== Assigned task ==
Transcribe only part of the material below: the lines from the one containing "let writer = std::io::stdout.and(Arc::new(log_file));" through the one containing "let _ = tracing_subscriber::registry()", inclusive, exactly as written.

== Task inputs ==
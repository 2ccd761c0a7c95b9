//! Logging initialization for feedmill.

use std::fs::{self, OpenOptions};
use std::path::Path;
use std::sync::Arc;

use tracing_subscriber::fmt::writer::MakeWriterExt;
use tracing_subscriber::prelude::*;
use tracing_subscriber::EnvFilter;

use crate::config::LoggingConfig;
use crate::Result;

/// Build the event filter.
///
/// `RUST_LOG` wins when set. Otherwise the configured level is used, which may
/// be a bare level or a directive list such as `feedmill=debug,sqlx=warn`.
/// An unparsable value falls back to `info`.
fn build_filter(env: Option<String>, level: &str) -> EnvFilter {
    env.and_then(|directives| EnvFilter::try_new(directives).ok())
        .or_else(|| EnvFilter::try_new(level).ok())
        .unwrap_or_else(|| EnvFilter::new("info"))
}

fn filter_from_env(level: &str) -> EnvFilter {
    build_filter(std::env::var(EnvFilter::DEFAULT_ENV).ok(), level)
}

/// Initialize logging to stdout and the configured log file.
///
/// The log file is opened in append mode.
pub fn init(config: &LoggingConfig) -> Result<()> {
    let filter = filter_from_env(&config.level);

    if let Some(parent) = Path::new(&config.file).parent() {
        if !parent.as_os_str().is_empty() && !parent.exists() {
            fs::create_dir_all(parent)?;
        }
    }

    let log_file = OpenOptions::new()
        .create(true)
        .append(true)
        .open(&config.file)?;
    let writer = std::io::stdout.and(Arc::new(log_file));

    tracing_subscriber::registry()
        .with(
            tracing_subscriber::fmt::layer()
                .with_writer(writer)
                .with_ansi(false)
                .with_target(true)
                .with_thread_ids(false)
                .with_file(false)
                .with_line_number(false),
        )
        .with(filter)
        .try_init()
        .map_err(|e| crate::FeedmillError::Config(format!("logging already initialized: {e}")))?;

    Ok(())
}

/// Initialize console-only logging.
pub fn init_console_only(level: &str) {
    let filter = filter_from_env(level);

    let _ = tracing_subscriber::registry()
        .with(
            tracing_subscriber::fmt::layer()
                .with_writer(std::io::stdout)
                .with_ansi(true)
                .with_target(true),
        )
        .with(filter)
        .try_init();
}

#[cfg(test)]
mod tests {
    use super::*;

    #[test]
    fn test_filter_accepts_directive_list() {
        let filter = build_filter(None, "feedmill=debug,sqlx=warn").to_string();
        assert!(filter.contains("feedmill=debug"));
        assert!(filter.contains("sqlx=warn"));
    }

    #[test]
    fn test_filter_env_takes_precedence() {
        let filter = build_filter(Some("sqlx=trace".to_string()), "feedmill=debug").to_string();
        assert!(filter.contains("sqlx=trace"));
        assert!(!filter.contains("feedmill"));
    }

    #[test]
    fn test_filter_falls_back_to_info() {
        let filter = build_filter(Some("feedmill=loud".to_string()), "sqlx=noisy").to_string();
        assert_eq!(filter, "info");
    }

    #[test]
    fn test_init_appends_to_existing_log() {
        let dir = tempfile::tempdir().unwrap();
        let file = dir.path().join("feedmill.log");
        std::fs::write(&file, "earlier run\n").unwrap();
        let config = LoggingConfig {
            level: "info".to_string(),
            file: file.to_string_lossy().into_owned(),
        };

        let _ = init(&config);
        let contents = std::fs::read_to_string(&file).unwrap();
        assert!(contents.starts_with("earlier run\n"));
    }

    #[test]
    fn test_init_creates_log_directory() {
        let dir = tempfile::tempdir().unwrap();
        let file = dir.path().join("nested").join("feedmill.log");
        let config = LoggingConfig {
            level: "debug".to_string(),
            file: file.to_string_lossy().into_owned(),
        };

        // A global subscriber may already be installed by another test; the
        // file must exist either way.
        let _ = init(&config);
        assert!(file.exists());
    }
}
//! feedmill - feed synchronization and reconciliation engine
//!
//! Keeps a local store of feed channels and items in step with their remote
//! sources: schedules refreshes, drops duplicates, applies blacklist rules and
//! purges settled items.

pub mod config;
pub mod datetime;
pub mod db;
pub mod error;
pub mod feed;
pub mod logging;
pub mod sync;

pub use config::Config;
pub use db::{Database, DbPool};
pub use error::{FeedmillError, Result};
pub use feed::{
    BlacklistItem, Channel, CrawlerEngine, CrawlerRegistry, FeedCrawler, FeedItem,
    GatewaySettings, InsertOutcome, NewChannel, NewFeedItem, ParsedEntry, RetentionPolicy,
    SqliteGateway, StorageGateway,
};
pub use sync::{
    BlacklistFilter, ChannelScheduler, CycleReport, CycleState, IngestSettings, Ingestor,
    RetentionSweeper, SyncUpdater,
};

== Reply ==
    let writer = std::io::stdout.and(Arc::new(log_file));

    tracing_subscriber::registry()
        .with(
            tracing_subscriber::fmt::layer()
                .with_writer(writer)
                .with_ansi(false)
                .with_target(true)
                .with_thread_ids(false)
                .with_file(false)
                .with_line_number(false),
        )
        .with(filter)
        .try_init()
        .map_err(|e| crate::FeedmillError::Config(format!("logging already initialized: {e}")))?;

    Ok(())
}

/// Initialize console-only logging.
pub fn init_console_only(level: &str) {
    let filter = filter_from_env(level);

    let _ = tracing_subscriber::registry()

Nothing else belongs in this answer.